I spent the day with Actor Jennifer Beals (from The L-Word and Flashdance), teachers from Maryland, a stay-at-home mother from Montana, environmental justice organizers from Texas, cancer survivors, and hundreds more as we marched our "Stroller Brigade" to Senator's offices.
People from all walks of life took time off of work, away from their families and traveled to D.C. for a shared common goal: to ask Congress for leadership on meaningful laws on toxic chemicals.
Current law is a joke
Even though we have a federal law on chemicals, it does virtually nothing to protect your family from toxic chemicals in the products we buy, and the places we live, play and work.
In fact, earlier this month our federal law, the Toxic Substances Control Act (TSCA), turned 37 years old. And unlike the other environmental laws that passed in the 1970s, TSCA is the only one never to be updated and authorized.

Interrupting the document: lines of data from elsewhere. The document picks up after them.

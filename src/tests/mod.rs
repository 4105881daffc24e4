//! Crate-internal test support and property tests.

pub(crate) mod common;
mod property;
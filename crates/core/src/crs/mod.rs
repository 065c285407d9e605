//! Coordinate Reference System handling

use serde::{Deserialize, Serialize};
use std::fmt;

use crate::error::Result;

/// Coordinate Reference System representation.
///
/// Carries an EPSG code and/or a WKT string, whichever the data source
/// provided. Both grids of a delineation run usually share one CRS, but the
/// two are treated as independent and compared with [`Crs::is_equivalent`].
#[derive(Debug, Clone, PartialEq, Serialize, Deserialize)]
pub struct Crs {
    /// EPSG code if known
    epsg: Option<u32>,
    /// WKT representation if available
    wkt: Option<String>,
}

impl Crs {
    /// Create a CRS from an EPSG code
    pub fn from_epsg(code: u32) -> Self {
        Self {
            epsg: Some(code),
            wkt: None,
        }
    }

    /// Create a CRS from a WKT string
    pub fn from_wkt(wkt: impl Into<String>) -> Self {
        Self {
            epsg: None,
            wkt: Some(wkt.into()),
        }
    }

    /// WGS84 geographic CRS (EPSG:4326)
    pub fn wgs84() -> Self {
        Self::from_epsg(4326)
    }

    /// Get EPSG code if known
    pub fn epsg(&self) -> Option<u32> {
        self.epsg
    }

    /// Get WKT representation
    pub fn wkt(&self) -> Option<&str> {
        self.wkt.as_deref()
    }

    /// Whether this CRS uses angular (degree) units.
    ///
    /// Recognizes the common geographic EPSG codes and WKT headers; grids
    /// with no CRS at all fall back to the extent heuristic applied by the
    /// pixel-area estimator.
    pub fn is_geographic(&self) -> bool {
        if let Some(code) = self.epsg {
            return matches!(code, 4326 | 4269 | 4267 | 4258 | 4283 | 4618);
        }
        if let Some(wkt) = &self.wkt {
            let head = wkt.trim_start();
            return head.starts_with("GEOGCS") || head.starts_with("GEOGCRS");
        }
        false
    }

    /// Check if two CRS are equivalent.
    ///
    /// EPSG codes compare exactly; WKT comparison is textual and therefore
    /// conservative (equal text means equal CRS, unequal text is inconclusive
    /// but treated as a mismatch).
    pub fn is_equivalent(&self, other: &Crs) -> bool {
        if let (Some(a), Some(b)) = (self.epsg, other.epsg) {
            return a == b;
        }
        if let (Some(a), Some(b)) = (&self.wkt, &other.wkt) {
            return a == b;
        }
        false
    }

    /// A short identifier for diagnostics
    pub fn identifier(&self) -> String {
        if let Some(code) = self.epsg {
            return format!("EPSG:{}", code);
        }
        if let Some(wkt) = &self.wkt {
            return format!("WKT:{}", &wkt[..wkt.len().min(40)]);
        }
        "unknown".to_string()
    }
}

impl fmt::Display for Crs {
    fn fmt(&self, f: &mut fmt::Formatter<'_>) -> fmt::Result {
        write!(f, "{}", self.identifier())
    }
}

/// Reproject coordinate pairs to EPSG:4326 in place.
///
/// Geographic sources pass through unchanged. Projected sources go through
/// GDAL's coordinate transformation, which requires the `gdal` feature; the
/// native build reports a projection error instead of guessing.
pub fn reproject_to_wgs84(crs: Option<&Crs>, xs: &mut [f64], ys: &mut [f64]) -> Result<()> {
    debug_assert_eq!(xs.len(), ys.len());
    let crs = match crs {
        // No CRS recorded: assume the grid is already in lat/lon, which is
        // what the extent heuristic elsewhere assumes too.
        None => return Ok(()),
        Some(c) => c,
    };
    if crs.is_geographic() {
        return Ok(());
    }
    reproject_to_wgs84_impl(crs, xs, ys)
}

/// Reproject EPSG:4326 coordinate pairs into `crs` in place.
///
/// The inverse of [`reproject_to_wgs84`], with the same feature split.
pub fn reproject_from_wgs84(crs: Option<&Crs>, xs: &mut [f64], ys: &mut [f64]) -> Result<()> {
    debug_assert_eq!(xs.len(), ys.len());
    let crs = match crs {
        None => return Ok(()),
        Some(c) => c,
    };
    if crs.is_geographic() {
        return Ok(());
    }
    reproject_impl(crs, xs, ys, false)
}

#[cfg(feature = "gdal")]
fn reproject_to_wgs84_impl(crs: &Crs, xs: &mut [f64], ys: &mut [f64]) -> Result<()> {
    reproject_impl(crs, xs, ys, true)
}

#[cfg(feature = "gdal")]
fn reproject_impl(crs: &Crs, xs: &mut [f64], ys: &mut [f64], to_wgs84: bool) -> Result<()> {
    use crate::error::Error;
    use gdal::spatial_ref::{AxisMappingStrategy, CoordTransform, SpatialRef};

    let mut grid = if let Some(code) = crs.epsg() {
        SpatialRef::from_epsg(code)?
    } else if let Some(wkt) = crs.wkt() {
        SpatialRef::from_wkt(wkt)?
    } else {
        return Err(Error::Projection("source CRS is undefined".into()));
    };
    let mut wgs84 = SpatialRef::from_epsg(4326)?;
    // Keep x=lon, y=lat ordering regardless of authority axis order.
    grid.set_axis_mapping_strategy(AxisMappingStrategy::TraditionalGisOrder);
    wgs84.set_axis_mapping_strategy(AxisMappingStrategy::TraditionalGisOrder);

    let transform = if to_wgs84 {
        CoordTransform::new(&grid, &wgs84)?
    } else {
        CoordTransform::new(&wgs84, &grid)?
    };
    let mut zs = vec![0.0; xs.len()];
    transform.transform_coords(xs, ys, &mut zs)?;
    Ok(())
}

#[cfg(not(feature = "gdal"))]
fn reproject_to_wgs84_impl(crs: &Crs, xs: &mut [f64], ys: &mut [f64]) -> Result<()> {
    reproject_impl(crs, xs, ys, true)
}

#[cfg(not(feature = "gdal"))]
fn reproject_impl(crs: &Crs, _xs: &mut [f64], _ys: &mut [f64], _to_wgs84: bool) -> Result<()> {
    Err(crate::error::Error::Projection(format!(
        "cannot reproject {} without the `gdal` feature",
        crs.identifier()
    )))
}

#[cfg(test)]
mod tests {
    use super::*;

    #[test]
    fn geographic_detection() {
        assert!(Crs::wgs84().is_geographic());
        assert!(Crs::from_wkt("GEOGCS[\"WGS 84\"]").is_geographic());
        assert!(!Crs::from_epsg(32719).is_geographic());
    }

    #[test]
    fn equivalence_by_epsg() {
        assert!(Crs::from_epsg(4326).is_equivalent(&Crs::wgs84()));
        assert!(!Crs::from_epsg(4326).is_equivalent(&Crs::from_epsg(3857)));
    }

    #[test]
    fn wgs84_reprojection_is_identity_for_geographic() {
        let mut xs = vec![-70.5];
        let mut ys = vec![-33.4];
        reproject_to_wgs84(Some(&Crs::wgs84()), &mut xs, &mut ys).unwrap();
        assert_eq!(xs[0], -70.5);
        assert_eq!(ys[0], -33.4);
    }
}
//! Outlet snapping onto the drainage network
//!
//! Hydrological analysis needs the outlet to sit exactly on a mapped
//! channel. The snapper searches expanding square windows of the
//! flow-accumulation grid around the requested point for the nearest cell
//! whose accumulated area meets the threshold.

use cuenca_core::{Error, RasterSource, Result};
use serde::Serialize;
use tracing::debug;

/// Search configuration
#[derive(Debug, Clone)]
pub struct SnapParams {
    /// Minimum accumulated drainage area, km²
    pub threshold_km2: f64,
    /// First search window half-size, cells
    pub initial_radius: usize,
    /// Hard cap on the search half-size, cells
    pub max_radius: usize,
}

impl Default for SnapParams {
    fn default() -> Self {
        Self {
            threshold_km2: 1.0,
            initial_radius: 256,
            max_radius: 16384,
        }
    }
}

/// The network point nearest the requested outlet.
#[derive(Debug, Clone, Serialize)]
pub struct SnapResult {
    /// Snapped world coordinates (cell center)
    pub x: f64,
    pub y: f64,
    /// Snapped cell in the accumulation grid
    pub row: usize,
    pub col: usize,
    /// Accumulated area at the snapped cell, km²
    pub accum_km2: f64,
}

/// Snap world point (x, y) onto the drainage network of `accum`.
///
/// Windows of radius `initial_radius` cells double until a qualifying cell
/// appears or the radius would exceed the grid span or `max_radius`. Among
/// qualifying cells the one with minimum squared grid distance wins; exact
/// ties keep the first cell in array scan order (equidistant candidates are
/// geometrically symmetric, so the choice does not affect correctness).
pub fn snap_to_network(
    accum: &dyn RasterSource,
    x: f64,
    y: f64,
    km2_per_cell: f64,
    params: &SnapParams,
) -> Result<SnapResult> {
    let height = accum.height();
    let width = accum.width();
    let transform = accum.transform();

    let (row0, col0) = transform.geo_to_cell(x, y);
    let row0 = row0.clamp(0, height as isize - 1) as usize;
    let col0 = col0.clamp(0, width as isize - 1) as usize;

    // The first window is always read (clamped to the grid); doubling stops
    // once the radius exceeds the grid span or the configured cap.
    let bound = height.max(width).min(params.max_radius);
    let mut radius = params.initial_radius.max(1);

    loop {
        let rmin = row0.saturating_sub(radius);
        let rmax = (row0 + radius + 1).min(height);
        let cmin = col0.saturating_sub(radius);
        let cmax = (col0 + radius + 1).min(width);

        let window = accum.read_window(cmin, rmin, cmax - cmin, rmax - rmin)?;

        let mut best: Option<(usize, usize, u64)> = None;
        for ((wr, wc), &value) in window.indexed_iter() {
            if accum.is_nodata(value) || value * km2_per_cell < params.threshold_km2 {
                continue;
            }
            let row = rmin + wr;
            let col = cmin + wc;
            let dr = row as i64 - row0 as i64;
            let dc = col as i64 - col0 as i64;
            let d2 = (dr * dr + dc * dc) as u64;
            if best.map_or(true, |(_, _, b)| d2 < b) {
                best = Some((row, col, d2));
            }
        }

        if let Some((row, col, d2)) = best {
            let (sx, sy) = transform.pixel_to_geo(col, row);
            let accum_km2 = accum.read_cell(row, col)? * km2_per_cell;
            debug!(row, col, d2, accum_km2, radius, "snapped outlet to network");
            return Ok(SnapResult {
                x: sx,
                y: sy,
                row,
                col,
                accum_km2,
            });
        }

        radius *= 2;
        if radius > bound {
            break;
        }
        debug!(radius, "no qualifying cell, expanding search window");
    }

    Err(Error::NetworkNotFound {
        row: row0,
        col: col0,
        threshold_km2: params.threshold_km2,
        max_radius: params.max_radius,
    })
}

The problem is we know a lot more about chemicals, their health effects and how they behave then we did back in the 1970s.
Enter parent activism
In response, hundreds of people from all walks of life gathered at the Capitol this week to ask Congress to do something about this important issue. There has been movement to update our laws, but the bill before the Senate - the Chemical Safety Improvement Act -- as drafted, doesn't adequately protect public health from toxic chemicals.
Over 80 Congressional offices heard our message -- we want reform of our federal laws on toxic chemicals to be meaningful and real. We want reform to protect pregnant women, children and vulnerable communities. It's really quite simple.
What good is it if we pass a law that is as bad as the one already on the books?
Jennifer Beals speaks up
Jennifer Beals, actor, mother and advocate, was a hit with the crowd. She spoke from the heart and shared her frustrations with the status quo.
Like many of you, I started my journey in the quest for strong laws on toxic chemicals because quite simply I am a mother and I am tired of feeling like I have to have a PhD in toxicology in order to be a competent parent. I am tired of being a detective, hunting the Internet for clues as to what product is safe and what product is not safe and why.
The chemical industry may have well-dressed lobbyists hitting the Hill daily, but when hundreds of parents come together to speak up about an issue as important as protecting our families from toxic chemicals, Congress listens.
The movement and wave of activism that is coming from all corners of the country is a force to be reckoned with. This group isn't going to sit down either. The Stroller Brigades will continue in everyone's home state.
So watch out Congress: until real reform happens, we're going to keep fighting, and our movement will continue to grow.